The data

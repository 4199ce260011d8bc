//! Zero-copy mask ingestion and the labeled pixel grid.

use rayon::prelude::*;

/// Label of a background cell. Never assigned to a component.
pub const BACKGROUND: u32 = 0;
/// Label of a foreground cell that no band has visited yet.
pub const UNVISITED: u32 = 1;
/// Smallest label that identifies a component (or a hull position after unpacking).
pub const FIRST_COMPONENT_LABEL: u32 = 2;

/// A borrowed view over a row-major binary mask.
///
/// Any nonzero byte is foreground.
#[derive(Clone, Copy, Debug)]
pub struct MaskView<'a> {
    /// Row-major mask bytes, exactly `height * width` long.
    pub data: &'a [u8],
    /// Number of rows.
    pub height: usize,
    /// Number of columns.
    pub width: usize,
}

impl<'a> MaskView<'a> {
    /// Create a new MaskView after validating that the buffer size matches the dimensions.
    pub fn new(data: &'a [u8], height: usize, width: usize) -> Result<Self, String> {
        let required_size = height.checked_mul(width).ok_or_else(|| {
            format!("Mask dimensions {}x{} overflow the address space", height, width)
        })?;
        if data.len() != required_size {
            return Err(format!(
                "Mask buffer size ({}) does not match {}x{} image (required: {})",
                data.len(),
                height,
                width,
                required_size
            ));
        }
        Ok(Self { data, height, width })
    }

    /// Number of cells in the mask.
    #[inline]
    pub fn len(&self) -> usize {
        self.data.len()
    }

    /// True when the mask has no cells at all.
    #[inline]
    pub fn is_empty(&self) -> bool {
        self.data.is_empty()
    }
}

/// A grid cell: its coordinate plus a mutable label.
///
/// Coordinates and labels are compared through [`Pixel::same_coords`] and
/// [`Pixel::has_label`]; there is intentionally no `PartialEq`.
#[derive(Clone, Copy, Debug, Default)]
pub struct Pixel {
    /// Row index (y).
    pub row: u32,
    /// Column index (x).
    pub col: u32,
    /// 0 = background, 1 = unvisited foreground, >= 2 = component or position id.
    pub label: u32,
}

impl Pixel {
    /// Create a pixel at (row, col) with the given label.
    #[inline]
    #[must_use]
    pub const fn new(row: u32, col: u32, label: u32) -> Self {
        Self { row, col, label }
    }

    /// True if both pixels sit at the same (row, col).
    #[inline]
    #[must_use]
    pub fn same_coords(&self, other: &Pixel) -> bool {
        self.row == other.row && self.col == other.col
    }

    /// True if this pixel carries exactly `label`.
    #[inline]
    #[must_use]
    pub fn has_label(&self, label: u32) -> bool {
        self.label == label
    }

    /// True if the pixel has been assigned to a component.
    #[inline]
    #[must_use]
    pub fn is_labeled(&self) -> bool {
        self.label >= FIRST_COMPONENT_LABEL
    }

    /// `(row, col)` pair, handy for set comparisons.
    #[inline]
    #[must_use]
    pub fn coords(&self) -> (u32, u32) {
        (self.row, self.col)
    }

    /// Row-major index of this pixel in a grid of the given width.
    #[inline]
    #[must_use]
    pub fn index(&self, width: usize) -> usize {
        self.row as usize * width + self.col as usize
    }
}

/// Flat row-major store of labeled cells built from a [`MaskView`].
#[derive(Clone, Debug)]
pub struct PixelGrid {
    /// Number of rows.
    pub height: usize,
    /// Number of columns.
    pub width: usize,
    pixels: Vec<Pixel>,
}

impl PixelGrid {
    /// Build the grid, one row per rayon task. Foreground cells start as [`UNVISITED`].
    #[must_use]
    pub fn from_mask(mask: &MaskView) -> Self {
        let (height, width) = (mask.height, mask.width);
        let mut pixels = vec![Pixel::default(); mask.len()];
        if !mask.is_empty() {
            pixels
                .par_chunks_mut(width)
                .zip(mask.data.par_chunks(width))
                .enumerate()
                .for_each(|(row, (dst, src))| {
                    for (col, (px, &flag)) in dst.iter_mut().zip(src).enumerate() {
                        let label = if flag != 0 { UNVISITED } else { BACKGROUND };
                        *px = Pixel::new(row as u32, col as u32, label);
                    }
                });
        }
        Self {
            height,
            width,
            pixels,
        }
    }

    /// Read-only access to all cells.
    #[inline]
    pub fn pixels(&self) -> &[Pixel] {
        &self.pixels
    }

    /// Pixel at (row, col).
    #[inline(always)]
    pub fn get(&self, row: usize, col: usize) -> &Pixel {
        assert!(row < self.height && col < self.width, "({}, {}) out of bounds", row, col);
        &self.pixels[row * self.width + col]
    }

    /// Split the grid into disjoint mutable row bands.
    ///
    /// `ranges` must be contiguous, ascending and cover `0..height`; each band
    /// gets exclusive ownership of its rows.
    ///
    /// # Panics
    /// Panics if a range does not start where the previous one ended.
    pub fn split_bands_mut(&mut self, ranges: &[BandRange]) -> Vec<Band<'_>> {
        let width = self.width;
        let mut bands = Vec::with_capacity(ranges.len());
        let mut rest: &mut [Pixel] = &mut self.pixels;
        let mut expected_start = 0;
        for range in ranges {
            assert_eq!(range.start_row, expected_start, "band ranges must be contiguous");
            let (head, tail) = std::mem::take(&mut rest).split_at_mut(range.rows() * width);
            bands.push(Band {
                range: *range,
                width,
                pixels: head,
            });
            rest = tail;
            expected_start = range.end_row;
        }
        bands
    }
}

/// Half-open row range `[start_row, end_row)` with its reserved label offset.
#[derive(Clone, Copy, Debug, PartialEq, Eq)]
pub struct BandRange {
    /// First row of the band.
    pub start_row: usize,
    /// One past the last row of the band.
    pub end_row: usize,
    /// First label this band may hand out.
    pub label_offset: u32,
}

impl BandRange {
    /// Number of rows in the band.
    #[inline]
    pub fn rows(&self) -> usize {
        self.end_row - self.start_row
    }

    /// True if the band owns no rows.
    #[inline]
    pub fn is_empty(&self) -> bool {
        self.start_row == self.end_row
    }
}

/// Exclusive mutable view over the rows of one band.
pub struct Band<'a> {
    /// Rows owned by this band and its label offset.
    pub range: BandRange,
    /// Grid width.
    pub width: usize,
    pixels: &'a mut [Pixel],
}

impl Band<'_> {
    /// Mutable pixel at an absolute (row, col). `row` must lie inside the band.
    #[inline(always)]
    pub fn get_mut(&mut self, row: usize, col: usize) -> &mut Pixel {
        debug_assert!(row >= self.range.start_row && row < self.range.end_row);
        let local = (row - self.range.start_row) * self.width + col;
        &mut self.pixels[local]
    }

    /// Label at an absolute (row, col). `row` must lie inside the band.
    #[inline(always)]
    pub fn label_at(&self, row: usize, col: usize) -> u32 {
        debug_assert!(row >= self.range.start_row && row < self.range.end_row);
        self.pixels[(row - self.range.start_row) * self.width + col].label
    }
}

What you should do
Reproduce the entries above exactly, but only the lines between the line holding "pub const BACKGROUND: u32 = 0;" and the line holding "mask bytes, exactly", inclusive.

Exercise output
pub const BACKGROUND: u32 = 0;
/// Label of a foreground cell that no band has visited yet.
pub const UNVISITED: u32 = 1;
/// Smallest label that identifies a component (or a hull position after unpacking).
pub const FIRST_COMPONENT_LABEL: u32 = 2;

/// A borrowed view over a row-major binary mask.
///
/// Any nonzero byte is foreground.
#[derive(Clone, Copy, Debug)]
pub struct MaskView<'a> {
    /// Row-major mask bytes, exactly `height * width` long.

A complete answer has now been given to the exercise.